FSR manager Nick Zachrich said when the event first began in 1963, it was a way for the agricultural industry to showcase new technology, giving Ohio an opportunity to showcase its research.
Zachrich said that at first there were about 100 exhibitors on 20 acres, but now there are hundreds of exhibitors on 90 acres. More than 100,000 people are expected to attend, he said.
According to the Farm Science Review websitethis year’s event will feature more than 600 commercial exhibitors from across North America, showcasing millions of dollars’ worth of machinery.
In addition to exhibitors from the agricultural industry, many Ohio extensions (community-based outreach units at the College of Food, Agriculture, and Environmental Sciences) and departments will have their own exhibits for outreach and adoption. says Zachrich.
The farm show is one of the few shows in the United States and the only one of its kind, said Zachrich.
“No other show does what we do as a college for education, one place at a time, like we do here,” said Zachrich.
Zachrich says FSR is a great resource for students to find potential careers.
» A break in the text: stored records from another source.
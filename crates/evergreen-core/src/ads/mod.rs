//! Ad session lifecycle.
//!
//! `AdSessionManager` owns per-placement load state and fronts a pluggable
//! [`AdNetwork`]. Ad failures must never interrupt a focus session, so
//! every network error is absorbed here and logged at debug level; this is
//! the only layer allowed to swallow errors.

use std::collections::HashMap;
use std::sync::atomic::{AtomicBool, Ordering};
use std::sync::{Mutex, MutexGuard};

use serde::{Deserialize, Serialize};

/// Where an ad can appear.
#[derive(Debug, Clone, Copy, PartialEq, Eq, Hash, Serialize, Deserialize)]
#[serde(rename_all = "snake_case")]
pub enum AdPlacement {
    Banner,
    Interstitial,
    Rewarded,
    AppOpen,
}

impl AdPlacement {
    pub fn as_str(&self) -> &'static str {
        match self {
            AdPlacement::Banner => "banner",
            AdPlacement::Interstitial => "interstitial",
            AdPlacement::Rewarded => "rewarded",
            AdPlacement::AppOpen => "app_open",
        }
    }
}

/// SDK seam. Real front-ends wrap their ad vendor behind this; headless
/// builds use [`NoopAdNetwork`].
pub trait AdNetwork: Send + Sync {
    /// One-time SDK initialization.
    fn initialize(&self) -> Result<(), Box<dyn std::error::Error>>;

    /// Fetch a fill for the placement.
    fn load(&self, placement: AdPlacement) -> Result<(), Box<dyn std::error::Error>>;

    /// Present a previously loaded fill.
    fn show(&self, placement: AdPlacement) -> Result<(), Box<dyn std::error::Error>>;

    /// Release SDK resources.
    fn teardown(&self) {}
}

/// Network that fills nothing and never fails. Default for the CLI.
pub struct NoopAdNetwork;

impl AdNetwork for NoopAdNetwork {
    fn initialize(&self) -> Result<(), Box<dyn std::error::Error>> {
        Ok(())
    }

    fn load(&self, _placement: AdPlacement) -> Result<(), Box<dyn std::error::Error>> {
        Ok(())
    }

    fn show(&self, _placement: AdPlacement) -> Result<(), Box<dyn std::error::Error>> {
        Ok(())
    }
}

/// Explicit ad lifecycle: init, load, show, teardown.
///
/// A placement must be loaded before it can be shown; showing consumes
/// the fill and immediately requests the next one, mirroring how the
/// mobile SDKs recycle interstitials.
pub struct AdSessionManager {
    network: Box<dyn AdNetwork>,
    initialized: AtomicBool,
    loaded: Mutex<HashMap<AdPlacement, bool>>,
}

impl AdSessionManager {
    pub fn new(network: Box<dyn AdNetwork>) -> Self {
        Self {
            network,
            initialized: AtomicBool::new(false),
            loaded: Mutex::new(HashMap::new()),
        }
    }

    /// Manager wired to the no-op network.
    pub fn disabled() -> Self {
        Self::new(Box::new(NoopAdNetwork))
    }

    fn loaded(&self) -> MutexGuard<'_, HashMap<AdPlacement, bool>> {
        self.loaded.lock().unwrap_or_else(|e| e.into_inner())
    }

    /// Initialize the underlying SDK. Safe to call more than once.
    pub fn init(&self) {
        if self.initialized.load(Ordering::SeqCst) {
            return;
        }
        match self.network.initialize() {
            Ok(()) => {
                self.initialized.store(true, Ordering::SeqCst);
            }
            Err(e) => {
                tracing::debug!("ad network init failed: {e}");
            }
        }
    }

    pub fn is_initialized(&self) -> bool {
        self.initialized.load(Ordering::SeqCst)
    }

    /// Request a fill for the placement. No-op until `init` succeeds.
    pub fn load(&self, placement: AdPlacement) {
        if !self.is_initialized() {
            return;
        }
        match self.network.load(placement) {
            Ok(()) => {
                self.loaded().insert(placement, true);
            }
            Err(e) => {
                tracing::debug!(placement = placement.as_str(), "ad load failed: {e}");
            }
        }
    }

    pub fn is_loaded(&self, placement: AdPlacement) -> bool {
        self.loaded().get(&placement).copied().unwrap_or(false)
    }

    /// Show the placement if a fill is ready. Returns whether an ad was
    /// presented. The fill is consumed and the next one is requested.
    pub fn show(&self, placement: AdPlacement) -> bool {
        if !self.is_loaded(placement) {
            return false;
        }
        self.loaded().insert(placement, false);
        match self.network.show(placement) {
            Ok(()) => {
                self.load(placement);
                true
            }
            Err(e) => {
                tracing::debug!(placement = placement.as_str(), "ad show failed: {e}");
                self.load(placement);
                false
            }
        }
    }

    /// Drop all fills and shut the SDK down.
    pub fn teardown(&self) {
        self.loaded().clear();
        if self.initialized.swap(false, Ordering::SeqCst) {
            self.network.teardown();
        }
    }
}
He said many companies participating in the event are hiring and looking for young people with specialized knowledge, even if they have no agricultural experience.
“Today, we often need highly skilled people in computer science, engineering, and business,” says Zachrich. “And they don’t necessarily need that kind of agricultural knowledge. It can be trained and learned, but they just need very talented people in the industry.”
Zachrich said there will be a Career Exploration Fair on Wednesday where students and mid-career professionals can connect with 20 leading companies in the agricultural industry.
Tim Sullivan, a third-year student in Agricultural Systems Management, has been attending FSR since he was a child and says it’s great to be a part of the event as a student because it gives him the opportunity to gain experience at a large event. Told. Planning.
“This gives students hands-on experience planning an event and hands-on experience of putting a world-class show on display,” said Sullivan.
Zachrich said this year’s FSR will allow attendees to see how far agricultural technology has come in a short period of time.
“If you look at technology in the last five or 10 years, you can see how much we have progressed and evolved. says Zachrich.
Sullivan said FSR is a great opportunity for people to learn more about how their food is grown.
“I think there’s a lot to learn. I think it’s an industry that people should be excited about because it’s where their food comes from,” Sullivan said.